_What to produce_
Begin with the first line of the entries below and reproduce each line exactly, ending with the line that holds "use crate::model::NodeKind;".
(Records supplied Opens)
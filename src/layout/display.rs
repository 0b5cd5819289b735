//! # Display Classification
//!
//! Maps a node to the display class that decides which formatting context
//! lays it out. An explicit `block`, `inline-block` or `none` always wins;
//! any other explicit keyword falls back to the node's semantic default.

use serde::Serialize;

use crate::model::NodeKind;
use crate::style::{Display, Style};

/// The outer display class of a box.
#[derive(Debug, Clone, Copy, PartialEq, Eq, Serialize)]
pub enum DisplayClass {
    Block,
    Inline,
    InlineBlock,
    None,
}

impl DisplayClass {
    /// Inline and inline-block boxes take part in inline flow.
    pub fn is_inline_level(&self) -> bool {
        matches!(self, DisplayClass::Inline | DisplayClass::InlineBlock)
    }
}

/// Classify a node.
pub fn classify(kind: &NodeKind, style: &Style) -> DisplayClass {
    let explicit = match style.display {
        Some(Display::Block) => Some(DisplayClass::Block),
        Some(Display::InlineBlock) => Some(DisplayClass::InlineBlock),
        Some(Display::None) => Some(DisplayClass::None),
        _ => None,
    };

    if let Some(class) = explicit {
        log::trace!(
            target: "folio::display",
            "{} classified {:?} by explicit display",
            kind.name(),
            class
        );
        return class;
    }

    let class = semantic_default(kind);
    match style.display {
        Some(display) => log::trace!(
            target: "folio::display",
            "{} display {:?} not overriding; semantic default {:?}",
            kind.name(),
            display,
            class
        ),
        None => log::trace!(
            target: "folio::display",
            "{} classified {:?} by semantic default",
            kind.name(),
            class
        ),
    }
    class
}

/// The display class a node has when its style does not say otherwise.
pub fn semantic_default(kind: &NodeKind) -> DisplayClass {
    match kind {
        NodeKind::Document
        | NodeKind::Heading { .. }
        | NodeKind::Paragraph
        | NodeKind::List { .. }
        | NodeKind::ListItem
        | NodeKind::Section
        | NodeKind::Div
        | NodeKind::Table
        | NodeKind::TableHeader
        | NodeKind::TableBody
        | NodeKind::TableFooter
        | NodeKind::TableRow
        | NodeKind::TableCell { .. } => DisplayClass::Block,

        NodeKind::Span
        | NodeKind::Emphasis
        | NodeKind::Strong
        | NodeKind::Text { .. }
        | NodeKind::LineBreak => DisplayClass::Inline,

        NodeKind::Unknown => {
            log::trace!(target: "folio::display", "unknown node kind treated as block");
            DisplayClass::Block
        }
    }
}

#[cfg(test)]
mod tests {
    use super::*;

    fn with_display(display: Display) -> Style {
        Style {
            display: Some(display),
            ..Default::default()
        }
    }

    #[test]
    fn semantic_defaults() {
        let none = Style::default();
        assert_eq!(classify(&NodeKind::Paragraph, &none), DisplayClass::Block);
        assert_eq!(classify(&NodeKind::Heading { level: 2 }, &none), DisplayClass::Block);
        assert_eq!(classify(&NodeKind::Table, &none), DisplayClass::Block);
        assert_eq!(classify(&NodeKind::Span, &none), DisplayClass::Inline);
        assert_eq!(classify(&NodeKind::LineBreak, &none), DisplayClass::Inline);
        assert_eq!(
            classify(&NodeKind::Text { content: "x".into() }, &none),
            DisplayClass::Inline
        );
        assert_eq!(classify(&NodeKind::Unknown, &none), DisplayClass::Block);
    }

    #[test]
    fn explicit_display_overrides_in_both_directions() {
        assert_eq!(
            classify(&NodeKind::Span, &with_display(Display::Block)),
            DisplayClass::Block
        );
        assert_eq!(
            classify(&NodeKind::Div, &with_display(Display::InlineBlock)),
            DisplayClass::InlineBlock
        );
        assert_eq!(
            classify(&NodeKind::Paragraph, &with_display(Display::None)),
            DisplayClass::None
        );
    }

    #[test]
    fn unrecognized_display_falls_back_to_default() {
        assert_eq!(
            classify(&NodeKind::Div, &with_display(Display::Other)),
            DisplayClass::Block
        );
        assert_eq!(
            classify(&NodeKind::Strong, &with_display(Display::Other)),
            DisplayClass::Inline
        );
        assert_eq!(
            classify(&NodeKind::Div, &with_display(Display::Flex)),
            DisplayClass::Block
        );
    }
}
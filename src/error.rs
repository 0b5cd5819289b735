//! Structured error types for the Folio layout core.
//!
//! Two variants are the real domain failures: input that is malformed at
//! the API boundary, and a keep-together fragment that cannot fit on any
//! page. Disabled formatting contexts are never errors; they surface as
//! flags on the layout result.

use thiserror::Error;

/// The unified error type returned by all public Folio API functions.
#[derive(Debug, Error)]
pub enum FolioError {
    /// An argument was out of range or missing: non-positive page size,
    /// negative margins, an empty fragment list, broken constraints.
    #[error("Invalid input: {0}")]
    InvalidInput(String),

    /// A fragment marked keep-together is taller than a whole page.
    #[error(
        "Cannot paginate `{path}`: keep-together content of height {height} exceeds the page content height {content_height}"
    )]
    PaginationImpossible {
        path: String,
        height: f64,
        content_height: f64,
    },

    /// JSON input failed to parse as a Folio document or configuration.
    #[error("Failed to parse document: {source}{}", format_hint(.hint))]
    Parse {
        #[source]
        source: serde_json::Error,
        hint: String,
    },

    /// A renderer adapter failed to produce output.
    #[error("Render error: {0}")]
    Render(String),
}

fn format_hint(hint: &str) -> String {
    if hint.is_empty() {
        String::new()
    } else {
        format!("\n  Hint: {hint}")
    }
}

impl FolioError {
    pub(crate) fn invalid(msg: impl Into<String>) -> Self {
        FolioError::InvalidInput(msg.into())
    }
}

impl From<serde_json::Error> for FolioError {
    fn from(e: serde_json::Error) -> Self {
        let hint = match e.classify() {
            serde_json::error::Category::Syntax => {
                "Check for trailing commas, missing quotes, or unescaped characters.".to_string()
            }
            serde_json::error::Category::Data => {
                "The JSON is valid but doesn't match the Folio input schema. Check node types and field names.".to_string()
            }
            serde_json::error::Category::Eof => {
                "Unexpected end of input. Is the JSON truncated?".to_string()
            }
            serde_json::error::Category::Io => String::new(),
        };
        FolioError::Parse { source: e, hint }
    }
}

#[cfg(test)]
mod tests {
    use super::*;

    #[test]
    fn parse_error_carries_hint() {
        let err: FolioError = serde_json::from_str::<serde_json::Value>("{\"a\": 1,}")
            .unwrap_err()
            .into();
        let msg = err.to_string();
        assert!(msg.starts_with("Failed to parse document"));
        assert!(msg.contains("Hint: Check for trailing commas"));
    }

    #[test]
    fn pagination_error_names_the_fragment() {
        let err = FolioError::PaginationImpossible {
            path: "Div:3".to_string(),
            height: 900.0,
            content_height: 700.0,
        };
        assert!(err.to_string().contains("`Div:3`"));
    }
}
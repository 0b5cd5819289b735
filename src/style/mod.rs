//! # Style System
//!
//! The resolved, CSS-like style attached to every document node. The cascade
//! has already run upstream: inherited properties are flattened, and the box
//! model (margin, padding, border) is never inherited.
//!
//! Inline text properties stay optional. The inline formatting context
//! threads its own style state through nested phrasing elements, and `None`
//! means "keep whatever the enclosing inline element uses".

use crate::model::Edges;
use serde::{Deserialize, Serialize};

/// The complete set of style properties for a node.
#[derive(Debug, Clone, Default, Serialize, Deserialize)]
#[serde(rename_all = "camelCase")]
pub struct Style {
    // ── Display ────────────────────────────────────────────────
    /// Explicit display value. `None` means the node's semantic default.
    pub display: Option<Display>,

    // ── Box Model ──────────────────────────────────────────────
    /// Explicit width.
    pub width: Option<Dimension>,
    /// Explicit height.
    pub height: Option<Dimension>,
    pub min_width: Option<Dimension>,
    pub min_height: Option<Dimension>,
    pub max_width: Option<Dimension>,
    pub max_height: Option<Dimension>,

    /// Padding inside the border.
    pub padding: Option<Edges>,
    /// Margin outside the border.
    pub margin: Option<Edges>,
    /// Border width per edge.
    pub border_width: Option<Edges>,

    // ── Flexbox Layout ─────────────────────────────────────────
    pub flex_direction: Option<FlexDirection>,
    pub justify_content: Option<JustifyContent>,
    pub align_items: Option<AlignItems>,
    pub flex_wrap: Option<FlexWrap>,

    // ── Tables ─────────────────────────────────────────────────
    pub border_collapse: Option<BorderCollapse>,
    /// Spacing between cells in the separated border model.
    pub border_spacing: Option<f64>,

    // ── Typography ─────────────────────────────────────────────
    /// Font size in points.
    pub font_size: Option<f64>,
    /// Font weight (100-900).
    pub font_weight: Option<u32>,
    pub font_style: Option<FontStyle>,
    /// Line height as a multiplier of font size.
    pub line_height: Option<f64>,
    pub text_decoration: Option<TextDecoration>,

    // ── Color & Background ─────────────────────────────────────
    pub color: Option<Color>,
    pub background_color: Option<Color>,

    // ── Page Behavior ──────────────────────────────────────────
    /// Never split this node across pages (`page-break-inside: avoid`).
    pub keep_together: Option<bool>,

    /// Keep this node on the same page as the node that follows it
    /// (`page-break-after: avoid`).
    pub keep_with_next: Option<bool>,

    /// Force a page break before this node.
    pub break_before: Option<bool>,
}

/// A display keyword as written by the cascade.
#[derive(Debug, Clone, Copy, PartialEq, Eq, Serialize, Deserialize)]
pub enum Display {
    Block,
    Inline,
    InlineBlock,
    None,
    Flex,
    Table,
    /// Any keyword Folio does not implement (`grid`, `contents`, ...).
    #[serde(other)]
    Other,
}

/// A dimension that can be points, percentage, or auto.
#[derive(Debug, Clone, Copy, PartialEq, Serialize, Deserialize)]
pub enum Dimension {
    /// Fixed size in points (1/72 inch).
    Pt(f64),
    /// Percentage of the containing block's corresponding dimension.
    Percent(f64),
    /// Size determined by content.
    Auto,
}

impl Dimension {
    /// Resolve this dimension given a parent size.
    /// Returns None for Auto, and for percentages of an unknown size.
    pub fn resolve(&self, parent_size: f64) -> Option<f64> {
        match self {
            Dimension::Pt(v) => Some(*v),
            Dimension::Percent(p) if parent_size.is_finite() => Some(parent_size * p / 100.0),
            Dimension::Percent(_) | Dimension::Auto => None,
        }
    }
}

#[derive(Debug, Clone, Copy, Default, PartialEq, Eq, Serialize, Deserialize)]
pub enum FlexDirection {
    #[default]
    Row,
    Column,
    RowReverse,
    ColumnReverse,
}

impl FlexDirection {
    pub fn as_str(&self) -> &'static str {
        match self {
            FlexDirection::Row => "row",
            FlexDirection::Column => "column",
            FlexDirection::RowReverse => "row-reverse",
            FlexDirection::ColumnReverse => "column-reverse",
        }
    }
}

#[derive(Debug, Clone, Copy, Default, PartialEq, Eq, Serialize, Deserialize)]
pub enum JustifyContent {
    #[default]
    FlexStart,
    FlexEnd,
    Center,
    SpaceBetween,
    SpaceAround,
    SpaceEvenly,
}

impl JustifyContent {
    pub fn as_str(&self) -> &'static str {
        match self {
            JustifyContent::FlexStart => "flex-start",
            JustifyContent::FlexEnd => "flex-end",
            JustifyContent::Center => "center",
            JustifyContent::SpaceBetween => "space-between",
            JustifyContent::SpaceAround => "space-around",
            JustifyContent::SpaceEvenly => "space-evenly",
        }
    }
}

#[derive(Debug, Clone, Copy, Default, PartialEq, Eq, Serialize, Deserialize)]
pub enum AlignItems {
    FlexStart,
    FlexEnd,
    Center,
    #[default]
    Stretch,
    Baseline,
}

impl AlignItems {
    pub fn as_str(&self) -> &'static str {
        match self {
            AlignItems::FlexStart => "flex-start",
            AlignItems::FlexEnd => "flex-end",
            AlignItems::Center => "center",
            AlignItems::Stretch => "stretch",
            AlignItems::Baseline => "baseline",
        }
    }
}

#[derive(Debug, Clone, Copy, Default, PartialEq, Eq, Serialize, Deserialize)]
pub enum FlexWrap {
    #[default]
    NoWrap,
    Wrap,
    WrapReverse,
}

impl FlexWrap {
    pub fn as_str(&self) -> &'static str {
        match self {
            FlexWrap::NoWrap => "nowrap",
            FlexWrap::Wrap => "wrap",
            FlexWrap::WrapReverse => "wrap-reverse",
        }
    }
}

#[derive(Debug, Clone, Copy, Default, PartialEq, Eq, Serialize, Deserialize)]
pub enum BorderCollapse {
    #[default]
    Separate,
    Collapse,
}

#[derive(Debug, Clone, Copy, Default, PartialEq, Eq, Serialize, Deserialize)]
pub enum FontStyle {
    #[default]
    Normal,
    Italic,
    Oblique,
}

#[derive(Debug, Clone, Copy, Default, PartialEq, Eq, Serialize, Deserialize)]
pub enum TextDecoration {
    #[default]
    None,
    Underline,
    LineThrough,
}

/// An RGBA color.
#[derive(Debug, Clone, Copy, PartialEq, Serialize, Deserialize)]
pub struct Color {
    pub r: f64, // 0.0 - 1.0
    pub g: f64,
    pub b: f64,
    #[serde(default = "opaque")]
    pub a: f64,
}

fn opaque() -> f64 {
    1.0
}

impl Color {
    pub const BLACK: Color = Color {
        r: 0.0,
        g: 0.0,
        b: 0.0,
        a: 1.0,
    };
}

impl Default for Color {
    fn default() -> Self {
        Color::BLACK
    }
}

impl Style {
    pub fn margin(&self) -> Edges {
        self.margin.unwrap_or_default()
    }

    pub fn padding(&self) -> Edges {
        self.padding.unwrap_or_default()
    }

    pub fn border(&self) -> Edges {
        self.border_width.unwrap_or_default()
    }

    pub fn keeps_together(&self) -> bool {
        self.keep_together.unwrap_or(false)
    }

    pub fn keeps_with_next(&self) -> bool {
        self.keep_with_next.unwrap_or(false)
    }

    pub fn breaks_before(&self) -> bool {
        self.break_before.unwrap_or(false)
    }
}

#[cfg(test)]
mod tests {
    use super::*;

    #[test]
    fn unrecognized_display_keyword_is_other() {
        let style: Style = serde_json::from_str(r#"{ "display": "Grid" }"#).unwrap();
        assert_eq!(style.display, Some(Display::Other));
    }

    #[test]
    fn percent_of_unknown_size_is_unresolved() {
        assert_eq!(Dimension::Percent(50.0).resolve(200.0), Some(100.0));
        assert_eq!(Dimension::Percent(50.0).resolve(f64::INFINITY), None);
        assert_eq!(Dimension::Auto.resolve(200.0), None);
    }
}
(Records supplied Closes)
_Task response_
filename src/layout/display.rs
repository 0b5cd5819289b735
//! # Display Classification
//!
//! Maps a node to the display class that decides which formatting context
//! lays it out. An explicit `block`, `inline-block` or `none` always wins;
//! any other explicit keyword falls back to the node's semantic default.

use serde::Serialize;

use crate::model::NodeKind;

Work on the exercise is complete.